One of Knoxville's prominent jazz musicians has taken a new gig just in time for April's Jazz Appreciation Month.
Kelle Jolly, a musician and entertainer, is the host of WUOT's new Friday night segment: Jazz Jams.
The previous holder of the 8 p.m. slot was nationally-aired Marian McPartland's "Piano Jazz," but after McPartland passed away last July, NPR kept running reruns of the well-known host's shows. Todd Steed, jazz coordinator at WUOT, said the staff decided they wanted a segment that was more current as well as one that would bring in a local host.
"I had Kelle and her husband Will Boyd on 'Improvisations' as guests," Steed said. "Ten minutes into that interview, I knew Kelle would be a natural to host a show."
Jolly certainly has the history. While in high school, she started singing jazz because she didn't have a gospel or pop voice, and she ended up falling in love.
"Pop singers have popularity for a certain time period. But jazz singers sing until they die," Jolly said. "I felt like jazz fit my voice stylistically, and the topics of the songs, the poetry of the lyrics were attractive to me."
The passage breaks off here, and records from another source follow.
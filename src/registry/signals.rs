//! Static signal registry
//!
//! Each surveillance signal ties a laboratory test to the clinical rule that
//! marks a result as abnormal, plus the descriptive metadata reports show.
//! The table is a compile-time constant and is never mutated.

use std::fmt;

use crate::error::{Result, SurveillanceError};
use crate::models::observation::{AgeBand, Observation, Sex};

/// Linear conversion from a reported unit into a signal's canonical unit
#[derive(Debug, Clone, Copy, PartialEq)]
pub struct UnitConversion {
    /// Reported unit, compared case- and whitespace-insensitively
    pub unit: &'static str,
    /// Multiplier applied to the reported value
    pub scale: f64,
    /// Offset added after scaling
    pub offset: f64,
}

impl UnitConversion {
    const fn scale(unit: &'static str, scale: f64) -> Self {
        Self {
            unit,
            scale,
            offset: 0.0,
        }
    }

    const fn affine(unit: &'static str, scale: f64, offset: f64) -> Self {
        Self {
            unit,
            scale,
            offset,
        }
    }
}

/// Abnormality rule applied to a value in the canonical unit
#[derive(Debug, Clone, Copy, PartialEq)]
pub enum FlagRule {
    /// Flag values strictly below the threshold
    Below(f64),
    /// Flag values at or above the threshold
    AtLeast(f64),
    /// Flag values strictly below an age- and sex-specific threshold
    SexAgeBelow {
        /// Threshold for children aged 0-4
        under5: f64,
        /// Threshold for children aged 5-14
        age5_14: f64,
        /// Threshold for women aged 15 and over
        female: f64,
        /// Threshold for men aged 15 and over
        male: f64,
    },
}

impl FlagRule {
    /// Whether a canonical-unit value is abnormal for the given person
    ///
    /// Adults of unknown sex use the lower (female) threshold and unknown
    /// ages are treated as adult, so missing demographics never add flags.
    #[must_use]
    pub fn is_flagged(&self, value: f64, sex: Sex, age_band: Option<AgeBand>) -> bool {
        match *self {
            Self::Below(threshold) => value < threshold,
            Self::AtLeast(threshold) => value >= threshold,
            Self::SexAgeBelow {
                under5,
                age5_14,
                female,
                male,
            } => {
                let threshold = match (age_band, sex) {
                    (Some(AgeBand::Under5), _) => under5,
                    (Some(AgeBand::Age5To14), _) => age5_14,
                    (_, Sex::Male) => male,
                    (_, Sex::Female | Sex::Unknown) => female,
                };
                value < threshold
            }
        }
    }
}

/// Registered surveillance signal
#[derive(Debug, Clone, PartialEq)]
pub struct SignalDefinition {
    /// Signal id, e.g. `anemia`
    pub id: &'static str,
    /// Laboratory test the signal is computed from
    pub test_code: &'static str,
    /// Short display label
    pub label: &'static str,
    /// Unit the rule thresholds are expressed in
    pub canonical_unit: &'static str,
    /// Accepted alternative units
    pub conversions: &'static [UnitConversion],
    /// Abnormality rule
    pub rule: FlagRule,
    /// What a rising rate means
    pub description: &'static str,
    /// Suggested follow-up when the signal is raised
    pub recommended_actions: &'static [&'static str],
}

impl SignalDefinition {
    /// Convert a reported value into the canonical unit.
    ///
    /// An empty unit is taken as canonical. Unknown units return `None`.
    #[must_use]
    pub fn canonical_value(&self, value: f64, unit: &str) -> Option<f64> {
        let unit = normalize_unit(unit);
        if unit.is_empty() || unit == normalize_unit(self.canonical_unit) {
            return Some(value);
        }
        self.conversions
            .iter()
            .find(|c| normalize_unit(c.unit) == unit)
            .map(|c| value * c.scale + c.offset)
    }

    /// Whether an observation is abnormal, `None` if its unit cannot be judged
    #[must_use]
    pub fn is_flagged(&self, observation: &Observation) -> Option<bool> {
        self.canonical_value(observation.value, &observation.unit)
            .map(|value| self.rule.is_flagged(value, observation.sex, observation.age_band()))
    }
}

impl fmt::Display for SignalDefinition {
    fn fmt(&self, f: &mut fmt::Formatter<'_>) -> fmt::Result {
        write!(f, "{} ({}, {})", self.label, self.test_code, self.canonical_unit)
    }
}

fn normalize_unit(unit: &str) -> String {
    unit.chars()
        .filter(|c| !c.is_whitespace())
        .map(|c| if c == '²' { '2' } else { c })
        .collect::<String>()
        .to_ascii_lowercase()
}

const SIGNALS: &[SignalDefinition] = &[
    SignalDefinition {
        id: "anemia",
        test_code: "HGB",
        label: "Anemia",
        canonical_unit: "g/dL",
        conversions: &[
            UnitConversion::scale("g/L", 0.1),
            UnitConversion::scale("mmol/L", 1.611),
        ],
        rule: FlagRule::SexAgeBelow {
            under5: 11.0,
            age5_14: 11.5,
            female: 12.0,
            male: 13.0,
        },
        description: "Share of hemoglobin results below the WHO age- and sex-specific anemia threshold",
        recommended_actions: &[
            "Review iron supplementation coverage in the affected scope",
            "Check for concurrent malaria or helminth reports",
            "Confirm analyzer calibration before escalating",
        ],
    },
    SignalDefinition {
        id: "hyperglycemia",
        test_code: "HBA1C",
        label: "Hyperglycemia",
        canonical_unit: "%",
        conversions: &[UnitConversion::affine("mmol/mol", 0.091_48, 2.152)],
        rule: FlagRule::AtLeast(6.5),
        description: "Share of HbA1c results in the diabetic range",
        recommended_actions: &[
            "Compare against diabetes screening campaign schedules",
            "Notify the non-communicable disease programme",
        ],
    },
    SignalDefinition {
        id: "ckd",
        test_code: "EGFR",
        label: "Reduced kidney function",
        canonical_unit: "mL/min/1.73m2",
        conversions: &[UnitConversion::scale("mL/min", 1.0)],
        rule: FlagRule::Below(60.0),
        description: "Share of eGFR results below 60 mL/min/1.73m2",
        recommended_actions: &[
            "Review nephrotoxic drug exposure and dehydration reports",
            "Cross-check creatinine assay changes at contributing labs",
        ],
    },
    SignalDefinition {
        id: "vitamin_d_deficiency",
        test_code: "VITD",
        label: "Vitamin D deficiency",
        canonical_unit: "ng/mL",
        conversions: &[UnitConversion::scale("nmol/L", 0.4)],
        rule: FlagRule::Below(20.0),
        description: "Share of 25-OH vitamin D results below 20 ng/mL",
        recommended_actions: &[
            "Account for seasonal variation before escalating",
            "Review supplementation guidance for at-risk groups",
        ],
    },
    SignalDefinition {
        id: "hypercholesterolemia",
        test_code: "LDL",
        label: "High LDL cholesterol",
        canonical_unit: "mg/dL",
        conversions: &[UnitConversion::scale("mmol/L", 38.67)],
        rule: FlagRule::AtLeast(160.0),
        description: "Share of LDL cholesterol results at or above 160 mg/dL",
        recommended_actions: &["Notify the cardiovascular risk programme"],
    },
];

/// Every registered signal
#[must_use]
pub fn signals() -> &'static [SignalDefinition] {
    SIGNALS
}

/// Look up a signal by id (case-insensitive)
pub fn signal(id: &str) -> Result<&'static SignalDefinition> {
    SIGNALS
        .iter()
        .find(|s| s.id.eq_ignore_ascii_case(id.trim()))
        .ok_or_else(|| SurveillanceError::UnknownSignal(id.to_string()))
}

/// Look up the signal computed from a test code (case-insensitive)
pub fn signal_for_test(test_code: &str) -> Result<&'static SignalDefinition> {
    SIGNALS
        .iter()
        .find(|s| s.test_code.eq_ignore_ascii_case(test_code.trim()))
        .ok_or_else(|| SurveillanceError::UnknownSignal(test_code.to_string()))
}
Jolly became well-practiced in jazz during high school, where her experience studying jazz led her band director to create a new senior recognition for her: the Billie Holiday Award. After studying at South Carolina State University and being inducted into their Jazz Hall of Fame, she and her fellow-musician husband moved to Knoxville in 2006.
Since moving to Knoxville, Jolly has made a name for herself locally by performing at many jazz venues as well as acting and designing her own clothes. She and her husband have also represented Knoxville in its sister city — Muroran, Japan — where they advocate for jazz in all of its forms.
For Steed, all this creativity and energy made Jolly a perfect candidate to host the show.
"She's just a real positive force of nature on top of all that," Steed said. "It's fun to work with someone who has all those great attributes. Maybe some of it will rub off on me."
Steed also emphasized the roots of Jazz in the South and the role of public radio to pick through the mass amounts of music in the genre in order to bring the best to listeners.
"It's a rich, incredible form of music that once people are exposed to it in the right ways, a lot of people really fall in love with it," Steed said. "It's just not something you hear a lot on commercial stations. And that's fine, but I feel like one of the values of public radio is that we'll dig a little deeper for you and find other goodies. We have a jazz department at UT; we have a very strong Knoxville Jazz Orchestra here.
"It's a great city for jazz, so we feel like that should be reflected on the radio, as well."
Jazz Jams premiered during April's First Friday in the Emporium, and it has already received "outstanding" feedback, Steed said. Jolly's first selection was from mentor and friend, Knoxville jazz and R&B artist Sharon Mosby, who passed away last year.
"Whenever my husband and I would have shows in Knoxville, she would always be there and she would always bring crowds with her," Jolly said. "She really supported us, so I felt like I wanted to start my new experience off with the memory of Sharon."
These firm roots in the Knoxville community and in the history of jazz fuel Jolly's vision to bring jazz to people who may have written off the genre.
"People may think they know what jazz is, and maybe they don't like it," Jolly said. "But then they find out that they can find something inside jazz that they do like. And it doesn't matter what label people put on it.
"Music is music. If it's a good song, it's a good song."
Jolly has big plans for Jazz Jams, from "Scooby-Doo vans with speakers" playing music in the park to a "Homemade Jam of the Month" give-away at listening parties. She aims to bring in guests local and remote, as well as potentially recording live performances in the future.
All of this in the name of bringing accessible and interesting jazz to listeners on campus and in the Knoxville community.
"My mind moves really fast," Jolly said. "I tell myself, Kelle, you got to slow down. You can't do everything from the beginning. But I'm always thinking -- where can we grow? What do people need? What direction should I go in based on how people respond to what I do?"